Clustering is an approach that uses network information to identify groups of functionally related genes. We ran Louvain modularity clustering to group genes based on the community they are most connected to. The Conduit knowledge graph caters for several network data types and the type we used for this analysis was protein-protein interaction (PPI) networks, one of the most functionally relevant for our purposes. A secondary benefit of using PPIs (as opposed to gene co-expression networks used in the paper) was that it would give some early insight into functional relatedness between omic network data types that could be used in this sort of analysis as well as the platform robustness to different data types. Clustering highlighted 5 modules of between 3 and 19 genes.

Disease Linkage

To choose one of these clusters to move forward with, we queried the graph for evidence of links between the genes and Epilepsy/Seizure. The platform surfaced gene-disease relationships from genetic, text mining or expression evidence (as well as others). This information had been pre-ingested into our knowledge graph via open targets. 

Differential Expression in Epilepsy Models

Using the heatmap signature on the nodes, we observed that some clusters had higher RNASeq differential expression values than others indicating some increased role in the disease state in epilepsy mouse models.

After evaluating the disease and differential expression evidence for each cluster, we decided to further explore Cluster 2, due to its link to Epilepsy/Seizure (based on text mining evidence) as well as having a high proportion of differentially expressed genes.

VIDEO: Clustering, disease linkage and differential expression observations

Identifying a Target (16 -> 1 gene)

Master Regulator Analysis

The final stage was to narrow this group of 16 genes to 1 target gene. Similar to the paper, we used master regulator analysis to identify transcription factors whose targets matched the genes in Cluster 2. This allowed us to interrogate which genes could be therapeutically manipulated in order to cause “signal reversion” to a healthy state.
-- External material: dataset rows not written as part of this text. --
//! Database migrations.
//!
//! Each migration is a separate module following SeaORM conventions.
//! Migration names follow the pattern: m{YYYYMMDD}_{NNNNNN}_{description}

use sea_orm_migration::prelude::*;

mod m20240101_000001_create_users_table;
mod m20240101_000002_create_superusers_table;
mod m20240101_000003_create_catalog_tables;

pub struct Migrator;

#[async_trait::async_trait]
impl MigratorTrait for Migrator {
    fn migrations() -> Vec<Box<dyn MigrationTrait>> {
        vec![
            Box::new(m20240101_000001_create_users_table::Migration),
            Box::new(m20240101_000002_create_superusers_table::Migration),
            Box::new(m20240101_000003_create_catalog_tables::Migration),
        ]
    }
}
Through our in-platform master regulator analysis we were able to reproduce the paper’s result of identifying Csf1R as a significant upstream regulator of our chosen cluster. It was inconclusive as to whether Csf1R was activating or inhibiting the cluster due to feedback loops but there is rationale for a similar activation hypothesis stated in the paper. 

We also identified other interesting upstream regulators such as CFI and CFH, part of the complement system that have been implicated in the literature previously and others such as STK40 not previously identified. 

VIDEO: Master Regulator Analysis
Conclusion

Exploring this paper was a great opportunity for us to showcase some of our platform’s functionality. A non-technical user was able to identify Csf1R in a matter of hours as well as benefit from the confidence and quality gains that full end-to-end data transparency brings. Although an “after the fact” assessment using a subset of the experimental techniques used in the paper, we believe that as our product capabilities mature the possibilities in this regard will only grow.

We also note that subsequent findings have indicated that inhibition of Csf1R is not well tolerated by patients. We hope that as we increase the number of data types (such as gene novelty, tractability, clinical data e.g. from NLP ingestion) we can increase the clinical relevance of our outputs, to ultimately better serve the increased demand on computer models from initiatives such as the FDA Modernisation Act. Increasing the feature suite further (such as data auto-ingestion, recommendation systems, pathfinding, ML Ops) and increasing applicability to use these digital twins across the pharmaceutical value chain such as in clinical development will increase platform and scientific value.

N.B. custom code still plays a huge role in drug discovery, but we hope our approach unlocks currently untapped resources to advance the field.